### [Work item]
The answer must be every line of the records below that contains the word "consecutive".

[Collected data]

====

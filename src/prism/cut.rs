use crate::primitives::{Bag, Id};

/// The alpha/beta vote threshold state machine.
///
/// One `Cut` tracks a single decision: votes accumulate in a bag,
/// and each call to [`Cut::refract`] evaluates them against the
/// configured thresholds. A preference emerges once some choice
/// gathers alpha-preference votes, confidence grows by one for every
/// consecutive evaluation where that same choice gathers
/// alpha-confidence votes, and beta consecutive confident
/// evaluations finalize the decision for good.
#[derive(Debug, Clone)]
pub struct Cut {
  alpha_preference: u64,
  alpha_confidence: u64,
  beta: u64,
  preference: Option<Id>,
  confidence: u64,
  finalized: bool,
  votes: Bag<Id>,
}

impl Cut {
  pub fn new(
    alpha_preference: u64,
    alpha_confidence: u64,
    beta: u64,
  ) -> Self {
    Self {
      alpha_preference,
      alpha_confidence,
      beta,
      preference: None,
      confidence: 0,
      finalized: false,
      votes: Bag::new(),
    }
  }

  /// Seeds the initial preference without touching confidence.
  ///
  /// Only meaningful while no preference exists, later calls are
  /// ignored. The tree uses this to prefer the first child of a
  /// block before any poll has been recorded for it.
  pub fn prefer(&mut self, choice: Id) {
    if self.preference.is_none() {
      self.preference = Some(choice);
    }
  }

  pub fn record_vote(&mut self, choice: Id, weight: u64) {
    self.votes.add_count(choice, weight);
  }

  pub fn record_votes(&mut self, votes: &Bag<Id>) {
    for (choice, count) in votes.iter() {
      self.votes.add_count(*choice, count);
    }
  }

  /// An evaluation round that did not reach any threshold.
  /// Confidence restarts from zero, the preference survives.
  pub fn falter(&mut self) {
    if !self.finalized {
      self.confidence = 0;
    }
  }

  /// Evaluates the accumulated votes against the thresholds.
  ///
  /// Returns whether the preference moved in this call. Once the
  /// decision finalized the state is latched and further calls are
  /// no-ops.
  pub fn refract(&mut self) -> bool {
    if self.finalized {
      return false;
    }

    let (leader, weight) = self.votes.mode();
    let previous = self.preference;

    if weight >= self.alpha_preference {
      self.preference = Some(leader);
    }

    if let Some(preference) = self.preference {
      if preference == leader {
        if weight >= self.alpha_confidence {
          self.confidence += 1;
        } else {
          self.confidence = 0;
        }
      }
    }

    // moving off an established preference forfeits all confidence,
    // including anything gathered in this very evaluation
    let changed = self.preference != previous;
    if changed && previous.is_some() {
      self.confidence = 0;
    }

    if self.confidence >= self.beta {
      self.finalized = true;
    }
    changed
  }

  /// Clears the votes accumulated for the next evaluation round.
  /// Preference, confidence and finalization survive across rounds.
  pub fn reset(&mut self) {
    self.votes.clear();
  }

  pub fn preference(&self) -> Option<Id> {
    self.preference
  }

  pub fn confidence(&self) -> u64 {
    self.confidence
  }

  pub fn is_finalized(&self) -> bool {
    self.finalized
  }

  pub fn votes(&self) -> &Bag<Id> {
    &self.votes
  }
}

====

### [Expected answer]
/// consecutive evaluation where that same choice gathers
/// alpha-confidence votes, and beta consecutive confident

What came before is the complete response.